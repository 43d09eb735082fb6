use std::fmt;

use chrono::{DateTime, Utc};
use serde::{Deserialize, Serialize};
use uuid::Uuid;

#[derive(Debug, Clone, Copy, PartialEq, Eq, Hash, Serialize, Deserialize)]
pub enum QueueStatus {
    Waiting,
    #[serde(rename = "In Progress")]
    InProgress,
    Completed,
    Cancelled,
    #[serde(rename = "No Show")]
    NoShow,
}

impl QueueStatus {
    pub const ALL: [QueueStatus; 5] = [
        QueueStatus::Waiting,
        QueueStatus::InProgress,
        QueueStatus::Completed,
        QueueStatus::Cancelled,
        QueueStatus::NoShow,
    ];

    pub fn label(&self) -> &'static str {
        match self {
            QueueStatus::Waiting => "Waiting",
            QueueStatus::InProgress => "In Progress",
            QueueStatus::Completed => "Completed",
            QueueStatus::Cancelled => "Cancelled",
            QueueStatus::NoShow => "No Show",
        }
    }

    /// Lower-cased, hyphenated label: "In Progress" -> "in-progress".
    pub fn normalized(&self) -> String {
        normalize_label(self.label())
    }

    /// Accepts the label, the normalized form, or snake_case.
    pub fn parse(raw: &str) -> Option<Self> {
        let wanted = normalize_label(&raw.replace('_', " "));
        Self::ALL.into_iter().find(|status| status.normalized() == wanted)
    }

    /// Whether an entry in this status holds one of its schedule's slots.
    pub fn holds_slot(&self) -> bool {
        !matches!(self, QueueStatus::Cancelled)
    }
}

impl fmt::Display for QueueStatus {
    fn fmt(&self, f: &mut fmt::Formatter<'_>) -> fmt::Result {
        f.write_str(self.label())
    }
}

fn normalize_label(label: &str) -> String {
    label
        .split_whitespace()
        .map(str::to_lowercase)
        .collect::<Vec<_>>()
        .join("-")
}

#[derive(Debug, Clone, Copy, Default, PartialEq, Eq, Hash, Serialize, Deserialize)]
pub enum QueuePriority {
    #[default]
    Normal,
    Emergency,
}

#[derive(Debug, Clone, Serialize, Deserialize)]
#[serde(rename_all = "camelCase")]
pub struct QueueEntry {
    pub id: Uuid,
    pub patient_id: Uuid,
    pub doctor_id: Uuid,
    pub clinic_id: Uuid,
    pub schedule_id: Uuid,
    pub queue_number: u32,
    pub queue_date: DateTime<Utc>,
    pub status: QueueStatus,
    pub priority: QueuePriority,
    pub notes: Option<String>,
    pub created_at: DateTime<Utc>,
    pub updated_at: DateTime<Utc>,
}

/// Everything about an entry except its id and number, which the store assigns.
#[derive(Debug, Clone)]
pub struct NewQueueEntry {
    pub patient_id: Uuid,
    pub doctor_id: Uuid,
    pub clinic_id: Uuid,
    pub schedule_id: Uuid,
    pub queue_date: DateTime<Utc>,
    pub priority: QueuePriority,
    pub notes: Option<String>,
}

impl NewQueueEntry {
    pub fn into_entry(self, queue_number: u32) -> QueueEntry {
        let now = Utc::now();
        QueueEntry {
            id: Uuid::new_v4(),
            patient_id: self.patient_id,
            doctor_id: self.doctor_id,
            clinic_id: self.clinic_id,
            schedule_id: self.schedule_id,
            queue_number,
            queue_date: self.queue_date,
            status: QueueStatus::Waiting,
            priority: self.priority,
            notes: self.notes,
            created_at: now,
            updated_at: now,
        }
    }
}

#[cfg(test)]
mod tests {
    use super::*;

    #[test]
    fn test_normalized_status() {
        assert_eq!(QueueStatus::InProgress.normalized(), "in-progress");
        assert_eq!(QueueStatus::NoShow.normalized(), "no-show");
        assert_eq!(QueueStatus::Waiting.normalized(), "waiting");
    }

    #[test]
    fn test_parse_accepts_variants() {
        assert_eq!(QueueStatus::parse("In Progress"), Some(QueueStatus::InProgress));
        assert_eq!(QueueStatus::parse("in-progress"), Some(QueueStatus::InProgress));
        assert_eq!(QueueStatus::parse("no_show"), Some(QueueStatus::NoShow));
        assert_eq!(QueueStatus::parse("COMPLETED"), Some(QueueStatus::Completed));
        assert_eq!(QueueStatus::parse("done"), None);
    }

    #[test]
    fn test_serde_uses_labels() {
        let json = serde_json::to_string(&QueueStatus::InProgress).unwrap();
        assert_eq!(json, "\"In Progress\"");
        let parsed: QueueStatus = serde_json::from_str("\"No Show\"").unwrap();
        assert_eq!(parsed, QueueStatus::NoShow);
    }
}
use argon2::password_hash::{rand_core::OsRng, SaltString};
use argon2::{Argon2, PasswordHash, PasswordHasher, PasswordVerifier};
use tracing::instrument;

pub const MIN_PASSWORD_LENGTH: usize = 8;

#[instrument(skip(password))]
pub fn hash_password(password: &str) -> Result<String, argon2::password_hash::Error> {
    let salt = SaltString::generate(&mut OsRng);
    let argon2 = Argon2::default();

    let password_hash = argon2.hash_password(password.as_bytes(), &salt)?;
    Ok(password_hash.to_string())
}

#[instrument(skip(password, hash))]
pub fn verify_password(password: &str, hash: &str) -> Result<bool, argon2::password_hash::Error> {
    let parsed_hash = PasswordHash::new(hash)?;
    let argon2 = Argon2::default();

    match argon2.verify_password(password.as_bytes(), &parsed_hash) {
        Ok(()) => Ok(true),
        Err(argon2::password_hash::Error::Password) => Ok(false),
        Err(e) => Err(e),
    }
}

pub fn validate_password(password: &str) -> Result<(), String> {
    if password.chars().count() < MIN_PASSWORD_LENGTH {
        return Err(format!(
            "Password must be at least {} characters long",
            MIN_PASSWORD_LENGTH
        ));
    }
    Ok(())
}
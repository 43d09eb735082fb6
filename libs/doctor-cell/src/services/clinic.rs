use std::sync::Arc;

use chrono::Utc;
use tracing::info;
use uuid::Uuid;

use shared_database::{Database, DirectoryStore};
use shared_models::directory::Clinic;

use crate::models::{CreateClinicRequest, DoctorError};

pub struct ClinicService {
    directory: Arc<dyn DirectoryStore>,
}

impl ClinicService {
    pub fn new(database: &Database) -> Self {
        Self {
            directory: database.directory.clone(),
        }
    }

    pub async fn create_clinic(&self, request: CreateClinicRequest) -> Result<Clinic, DoctorError> {
        let name = request.name.trim().to_string();
        if name.is_empty() {
            return Err(DoctorError::ValidationError("Clinic name is required".to_string()));
        }

        let clinic = Clinic {
            id: Uuid::new_v4(),
            name,
            department: request.department,
            floor: request.floor,
            created_at: Utc::now(),
        };

        let clinic = self.directory.insert_clinic(clinic).await?;
        info!("Created clinic {} ({})", clinic.id, clinic.name);
        Ok(clinic)
    }

    pub async fn get_clinic(&self, clinic_id: Uuid) -> Result<Clinic, DoctorError> {
        self.directory
            .get_clinic(clinic_id)
            .await?
            .ok_or(DoctorError::ClinicNotFound)
    }

    pub async fn list_clinics(&self) -> Result<Vec<Clinic>, DoctorError> {
        let mut clinics = self.directory.list_clinics().await?;
        clinics.sort_by(|a, b| a.name.cmp(&b.name));
        Ok(clinics)
    }
}
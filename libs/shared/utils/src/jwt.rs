use base64::{engine::general_purpose::URL_SAFE_NO_PAD, Engine};
use chrono::{Duration, TimeZone, Utc};
use hmac::{Hmac, Mac};
use serde_json::json;
use sha2::Sha256;
use tracing::debug;
use uuid::Uuid;

use shared_models::auth::{JwtClaims, User, UserClass, UserRole};

type HmacSha256 = Hmac<Sha256>;

/// Signs an HS256 token for `user_id`. The role decides which secret the caller must pass.
pub fn issue_token(
    user_id: Uuid,
    email: &str,
    role: UserRole,
    jwt_secret: &str,
    ttl_hours: i64,
) -> Result<String, String> {
    if jwt_secret.is_empty() {
        return Err("JWT secret is not set".to_string());
    }

    let now = Utc::now();
    let exp = now + Duration::hours(ttl_hours);

    let header = json!({ "alg": "HS256", "typ": "JWT" });
    let claims = json!({
        "sub": user_id.to_string(),
        "email": email,
        "role": role.as_str(),
        "iat": now.timestamp(),
        "exp": exp.timestamp(),
    });

    let header_b64 = URL_SAFE_NO_PAD.encode(header.to_string());
    let claims_b64 = URL_SAFE_NO_PAD.encode(claims.to_string());
    let signing_input = format!("{}.{}", header_b64, claims_b64);

    let mut mac = HmacSha256::new_from_slice(jwt_secret.as_bytes())
        .map_err(|_| "Failed to create HMAC".to_string())?;
    mac.update(signing_input.as_bytes());
    let signature = URL_SAFE_NO_PAD.encode(mac.finalize().into_bytes());

    Ok(format!("{}.{}", signing_input, signature))
}

/// Reads the (unverified) role claim to decide which secret a token must be checked against.
pub fn peek_class(token: &str) -> Option<UserClass> {
    let claims_b64 = token.split('.').nth(1)?;
    let bytes = URL_SAFE_NO_PAD.decode(claims_b64).ok()?;
    let claims: JwtClaims = serde_json::from_slice(&bytes).ok()?;
    let role: UserRole = claims.role?.parse().ok()?;
    Some(role.class())
}

/// Verifies signature, expiry and that the role belongs to `class`.
pub fn validate_token(token: &str, jwt_secret: &str, class: UserClass) -> Result<User, String> {
    if jwt_secret.is_empty() {
        return Err("JWT secret is not set".to_string());
    }

    let parts: Vec<&str> = token.split('.').collect();
    if parts.len() != 3 {
        return Err("Invalid token format".to_string());
    }

    let header_b64 = parts[0];
    let claims_b64 = parts[1];
    let signature_b64 = parts[2];

    let signature = match URL_SAFE_NO_PAD.decode(signature_b64) {
        Ok(sig) => sig,
        Err(e) => {
            debug!("Failed to decode signature: {}", e);
            return Err("Invalid signature encoding".to_string());
        }
    };

    let signature_string = format!("{}.{}", header_b64, claims_b64);

    let mut mac = match HmacSha256::new_from_slice(jwt_secret.as_bytes()) {
        Ok(m) => m,
        Err(_) => return Err("Failed to create HMAC".to_string()),
    };

    mac.update(signature_string.as_bytes());

    if mac.verify_slice(&signature).is_err() {
        debug!("Token signature verification failed");
        return Err("Invalid token signature".to_string());
    }

    let claims_json = match URL_SAFE_NO_PAD.decode(claims_b64) {
        Ok(bytes) => match String::from_utf8(bytes) {
            Ok(json_str) => json_str,
            Err(_) => return Err("Invalid claims encoding".to_string()),
        },
        Err(_) => return Err("Invalid claims encoding".to_string()),
    };

    let claims: JwtClaims = match serde_json::from_str(&claims_json) {
        Ok(c) => c,
        Err(e) => {
            debug!("Failed to parse claims: {}", e);
            return Err("Invalid claims format".to_string());
        }
    };

    if let Some(exp) = claims.exp {
        let now = Utc::now().timestamp() as u64;
        if exp < now {
            debug!("Token expired at {} (now: {})", exp, now);
            return Err("Token expired".to_string());
        }
    }

    let role: UserRole = claims
        .role
        .as_deref()
        .ok_or_else(|| "Token has no role".to_string())?
        .parse()?;

    if role.class() != class {
        debug!("Token role {} does not belong to {:?} tokens", role, class);
        return Err("Token not valid for this user class".to_string());
    }

    let id = Uuid::parse_str(&claims.sub).map_err(|_| "Invalid subject".to_string())?;

    let created_at = claims
        .iat
        .and_then(|timestamp| Utc.timestamp_opt(timestamp as i64, 0).single());

    let user = User {
        id,
        email: claims.email,
        role,
        created_at,
    };

    debug!("Token validated successfully for user: {}", user.id);
    Ok(user)
}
-----
**PROBLEM DESCRIPTION:**
With the line that has "let clinic = self.directory.insert_clinic(clinic).await?;" as the first and the line that has "pub async fn list_clinics(&self)" as the last, repeat exactly that run of lines above and no more.

**RESULT OF THE EXERCISE:**
        let clinic = self.directory.insert_clinic(clinic).await?;
        info!("Created clinic {} ({})", clinic.id, clinic.name);
        Ok(clinic)
    }

    pub async fn get_clinic(&self, clinic_id: Uuid) -> Result<Clinic, DoctorError> {
        self.directory
            .get_clinic(clinic_id)
            .await?
            .ok_or(DoctorError::ClinicNotFound)
    }

    pub async fn list_clinics(&self) -> Result<Vec<Clinic>, DoctorError> {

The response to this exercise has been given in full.